(DATA begins)

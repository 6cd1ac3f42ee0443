pub mod chain;
pub mod registry;
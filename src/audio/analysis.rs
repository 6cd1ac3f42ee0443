use rayon::prelude::*;

use super::decode::AudioBuffer;
use super::dft::spectral_centroid;
use super::features::{SegmentFeatures, SpectrumMode, SEGMENT_COUNT};

/// Split the buffer into [`SEGMENT_COUNT`] equal segments and compute the
/// features of each, in order.
///
/// Segments are `floor(len / 16)` samples long and tail samples that do not
/// fill a segment are dropped. A buffer too short to give every segment at
/// least one sample yields no segments.
pub fn extract_features(audio: &AudioBuffer, mode: SpectrumMode) -> Vec<SegmentFeatures> {
    let segment_len = audio.samples.len() / SEGMENT_COUNT;
    if segment_len == 0 {
        log::warn!(
            "Buffer of {} samples is too short for {} segments",
            audio.samples.len(),
            SEGMENT_COUNT
        );
        return Vec::new();
    }

    log::info!(
        "Extracting features: {} segments x {} samples ({:?} transform)",
        SEGMENT_COUNT,
        segment_len,
        mode
    );

    audio.samples[..segment_len * SEGMENT_COUNT]
        .par_chunks_exact(segment_len)
        .map(|segment| segment_features(segment, audio.sample_rate, mode))
        .collect()
}

pub fn segment_features(segment: &[f32], sample_rate: u32, mode: SpectrumMode) -> SegmentFeatures {
    let energy = energy(segment);
    SegmentFeatures {
        rms: rms(segment),
        zero_crossing_rate: zero_crossing_rate(segment),
        spectral_centroid_hz: spectral_centroid(segment, sample_rate, mode),
        energy,
    }
}

/// Mean squared amplitude.
pub fn energy(segment: &[f32]) -> f64 {
    if segment.is_empty() {
        return 0.0;
    }
    segment.iter().map(|&s| s as f64 * s as f64).sum::<f64>() / segment.len() as f64
}

pub fn rms(segment: &[f32]) -> f64 {
    energy(segment).sqrt()
}

/// Sign changes between neighbours divided by the segment length. Zero counts
/// as non-negative.
pub fn zero_crossing_rate(segment: &[f32]) -> f64 {
    if segment.is_empty() {
        return 0.0;
    }
    let crossings = segment
        .windows(2)
        .filter(|w| (w[0] >= 0.0) != (w[1] >= 0.0))
        .count();
    crossings as f64 / segment.len() as f64
}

(DATA ends)

### INSTRUCTIONS FOR THE TASK
After reading the data, retype all of it exactly as it reads.

### YOUR RESPONSE
repository 6cd1ac3f42ee0443
pub mod chain;
pub mod registry;
filename src/audio/analysis.rs
repository 6cd1ac3f42ee0443
use rayon::prelude::*;

use super::decode::AudioBuffer;
use super::dft::spectral_centroid;
use super::features::{SegmentFeatures, SpectrumMode, SEGMENT_COUNT};

/// Split the buffer into [`SEGMENT_COUNT`] equal segments and compute the
/// features of each, in order.
///
/// Segments are `floor(len / 16)` samples long and tail samples that do not
/// fill a segment are dropped. A buffer too short to give every segment at
/// least one sample yields no segments.
pub fn extract_features(audio: &AudioBuffer, mode: SpectrumMode) -> Vec<SegmentFeatures> {
    let segment_len = audio.samples.len() / SEGMENT_COUNT;
    if segment_len == 0 {
        log::warn!(
            "Buffer of {} samples is too short for {} segments",
            audio.samples.len(),
            SEGMENT_COUNT
        );
        return Vec::new();
    }

    log::info!(
        "Extracting features: {} segments x {} samples ({:?} transform)",
        SEGMENT_COUNT,
        segment_len,
        mode
    );

    audio.samples[..segment_len * SEGMENT_COUNT]
        .par_chunks_exact(segment_len)
        .map(|segment| segment_features(segment, audio.sample_rate, mode))
        .collect()
}

pub fn segment_features(segment: &[f32], sample_rate: u32, mode: SpectrumMode) -> SegmentFeatures {
    let energy = energy(segment);
    SegmentFeatures {
        rms: rms(segment),
        zero_crossing_rate: zero_crossing_rate(segment),
        spectral_centroid_hz: spectral_centroid(segment, sample_rate, mode),
        energy,
    }
}

/// Mean squared amplitude.
pub fn energy(segment: &[f32]) -> f64 {
    if segment.is_empty() {
        return 0.0;
    }
    segment.iter().map(|&s| s as f64 * s as f64).sum::<f64>() / segment.len() as f64
}

pub fn rms(segment: &[f32]) -> f64 {
    energy(segment).sqrt()
}

/// Sign changes between neighbours divided by the segment length. Zero counts
/// as non-negative.
pub fn zero_crossing_rate(segment: &[f32]) -> f64 {
    if segment.is_empty() {
        return 0.0;
    }
    let crossings = segment
        .windows(2)
        .filter(|w| (w[0] >= 0.0) != (w[1] >= 0.0))
        .count();
    crossings as f64 / segment.len() as f64
}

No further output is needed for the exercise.